Sinceramente, face a isto http://comunidade.xl.pt/JNegocios/blogs/massamonetaria/archive/2013/08/08/psg-e-em-pens-245-es-l-237-quidas-maiores-que-sal-225-rios-l-237-quidos-sim-ainda-233-verdade.aspx , não vejo onde está a demagogia em querer equilibrar o sistema. Os velhos de agora por acaso serão mais dignos que os velhos do futuro? Então porque é que estes recebem 113% do salário líquido depois de reformados e os do futuro, descontando mais, vão receber metade desse valor?
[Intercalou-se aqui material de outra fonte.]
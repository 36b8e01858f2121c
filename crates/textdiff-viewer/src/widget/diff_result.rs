//! Result widget rendering the comparison with collapsible sections.

use crate::display::expand_line;
use crate::model::{DiffResult, DiffSegment, DisplayRow, ExpandedSections, SegmentKind};
use crate::traits::ThemeProvider;
use ratatui::prelude::*;
use ratatui::widgets::{Block, Borders, Widget};

/// Widget for rendering a [`DiffResult`].
///
/// Purely presentational: it takes the result, the expanded sections and
/// the precomputed display rows, and draws what is visible from the scroll
/// offset on. Toggling happens through actions on the state.
pub struct DiffResultWidget<'a, T: ThemeProvider> {
    result: &'a DiffResult,
    expanded: &'a ExpandedSections,
    /// Rows from `result.display_rows(expanded)`.
    rows: &'a [DisplayRow],
    cursor_row: usize,
    scroll_offset: usize,
    /// Whether this pane is focused (cursor only shown when focused).
    focused: bool,
    show_line_numbers: bool,
    theme: &'a T,
}

impl<'a, T: ThemeProvider> DiffResultWidget<'a, T> {
    pub fn new(
        result: &'a DiffResult,
        expanded: &'a ExpandedSections,
        rows: &'a [DisplayRow],
        theme: &'a T,
    ) -> Self {
        Self {
            result,
            expanded,
            rows,
            cursor_row: 0,
            scroll_offset: 0,
            focused: false,
            show_line_numbers: true,
            theme,
        }
    }

    /// Set cursor row and scroll offset.
    pub fn with_cursor(mut self, cursor_row: usize, scroll_offset: usize) -> Self {
        self.cursor_row = cursor_row;
        self.scroll_offset = scroll_offset;
        self
    }

    pub fn focused(mut self, focused: bool) -> Self {
        self.focused = focused;
        self
    }

    pub fn show_line_numbers(mut self, show: bool) -> Self {
        self.show_line_numbers = show;
        self
    }

    fn line_no_width(&self) -> usize {
        if !self.show_line_numbers {
            return 0;
        }
        let max = self
            .result
            .segments
            .iter()
            .map(DiffSegment::max_line_no)
            .max()
            .unwrap_or(1);
        max.to_string().len().max(3)
    }
}

impl<T: ThemeProvider> Widget for DiffResultWidget<'_, T> {
    fn render(self, area: Rect, buf: &mut Buffer) {
        let border_color = if self.focused {
            self.theme.focused_border()
        } else {
            self.theme.unfocused_border()
        };

        let title = Line::from(vec![
            Span::raw(" Result "),
            Span::styled(
                format!("+{}", self.result.additions()),
                Style::default().fg(Color::Green),
            ),
            Span::raw(" "),
            Span::styled(
                format!("-{}", self.result.deletions()),
                Style::default().fg(Color::Red),
            ),
            Span::raw(" "),
        ]);

        let block = Block::default()
            .borders(Borders::ALL)
            .border_style(Style::default().fg(border_color))
            .title(title);

        let inner = block.inner(area);
        block.render(area, buf);

        let line_no_width = self.line_no_width();
        let visible = self
            .rows
            .iter()
            .enumerate()
            .skip(self.scroll_offset)
            .take(inner.height as usize);

        for (offset, (row_idx, row)) in visible.enumerate() {
            let y = inner.y + offset as u16;
            let is_cursor = self.focused && row_idx == self.cursor_row;

            match *row {
                DisplayRow::Line { segment, line } => {
                    if let Some(segment) = self.result.segments.get(segment) {
                        self.render_line(
                            segment,
                            line,
                            inner.x,
                            y,
                            inner.width,
                            line_no_width,
                            is_cursor,
                            buf,
                        );
                    }
                }
                DisplayRow::Collapsed { segment, hidden } => {
                    let expanded = self.is_expanded(segment);
                    let text = format!("▸ ⋯ {} unchanged lines", hidden);
                    self.render_marker(&text, expanded, inner.x, y, inner.width, is_cursor, buf);
                }
                DisplayRow::SectionHeader { segment, lines } => {
                    let expanded = self.is_expanded(segment);
                    let text = format!("▾ {} unchanged lines", lines);
                    self.render_marker(&text, expanded, inner.x, y, inner.width, is_cursor, buf);
                }
            }
        }
    }
}

impl<T: ThemeProvider> DiffResultWidget<'_, T> {
    fn is_expanded(&self, segment: usize) -> bool {
        self.result
            .segments
            .get(segment)
            .is_some_and(|s| self.expanded.contains(&s.id))
    }

    #[allow(clippy::too_many_arguments)]
    fn render_marker(
        &self,
        text: &str,
        expanded: bool,
        x: u16,
        y: u16,
        width: u16,
        is_cursor: bool,
        buf: &mut Buffer,
    ) {
        let (fg, bg) = if is_cursor {
            (self.theme.cursor_foreground(), self.theme.cursor_background())
        } else {
            (
                self.theme.section_marker_foreground(),
                self.theme.section_marker_background(),
            )
        };
        let mut style = Style::default().fg(fg).bg(bg);
        if expanded {
            style = style.add_modifier(Modifier::BOLD);
        }

        buf.set_style(Rect::new(x, y, width, 1), style);
        buf.set_stringn(x, y, text, width as usize, style);
    }

    #[allow(clippy::too_many_arguments)]
    fn render_line(
        &self,
        segment: &DiffSegment,
        line: usize,
        x: u16,
        y: u16,
        width: u16,
        line_no_width: usize,
        is_cursor: bool,
        buf: &mut Buffer,
    ) {
        let bg = if is_cursor {
            self.theme.cursor_background()
        } else {
            match segment.kind {
                SegmentKind::Added => self.theme.addition_background(),
                SegmentKind::Removed => self.theme.deletion_background(),
                SegmentKind::Unchanged => self.theme.context_background(),
            }
        };
        let base_style = if is_cursor {
            Style::default().fg(self.theme.cursor_foreground()).bg(bg)
        } else {
            Style::default().bg(bg)
        };

        // Fill background
        buf.set_style(Rect::new(x, y, width, 1), base_style);

        let mut current_x = x;
        let right = x + width;

        if line_no_width > 0 {
            let line_no_style = if is_cursor {
                base_style
            } else {
                base_style.fg(self.theme.line_number_foreground())
            };
            let format_no = |n: Option<u32>| {
                n.map(|n| format!("{:>width$} ", n, width = line_no_width))
                    .unwrap_or_else(|| " ".repeat(line_no_width + 1))
            };
            let numbers = format!(
                "{}{}",
                format_no(segment.old_line(line)),
                format_no(segment.new_line(line))
            );
            let (next_x, _) = buf.set_stringn(
                current_x,
                y,
                &numbers,
                (right - current_x) as usize,
                line_no_style,
            );
            current_x = next_x;
        }

        let prefix_style = match segment.kind.color() {
            Some(color) if !is_cursor => base_style.fg(color),
            _ => base_style,
        };
        let (next_x, _) = buf.set_stringn(
            current_x,
            y,
            format!("{} ", segment.kind.prefix()),
            right.saturating_sub(current_x) as usize,
            prefix_style,
        );
        current_x = next_x;

        if let Some(content) = segment.lines.get(line) {
            buf.set_stringn(
                current_x,
                y,
                expand_line(content),
                right.saturating_sub(current_x) as usize,
                base_style,
            );
        }
    }
}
Aliás, não permitir que as gerações atuais de reformados roubem os mais jovens é a melhor homenagem que lhes podemos prestar e a melhor forma de dignificar aqueles que tanto trabalharam e lutaram por este país! Deixá-los roubar só porque são “velhinhos coitadinhos” é a coisa mais desdignificante que se lhes pode fazer! Sim à valorização dos mais velhos! Não à extorsão instituída!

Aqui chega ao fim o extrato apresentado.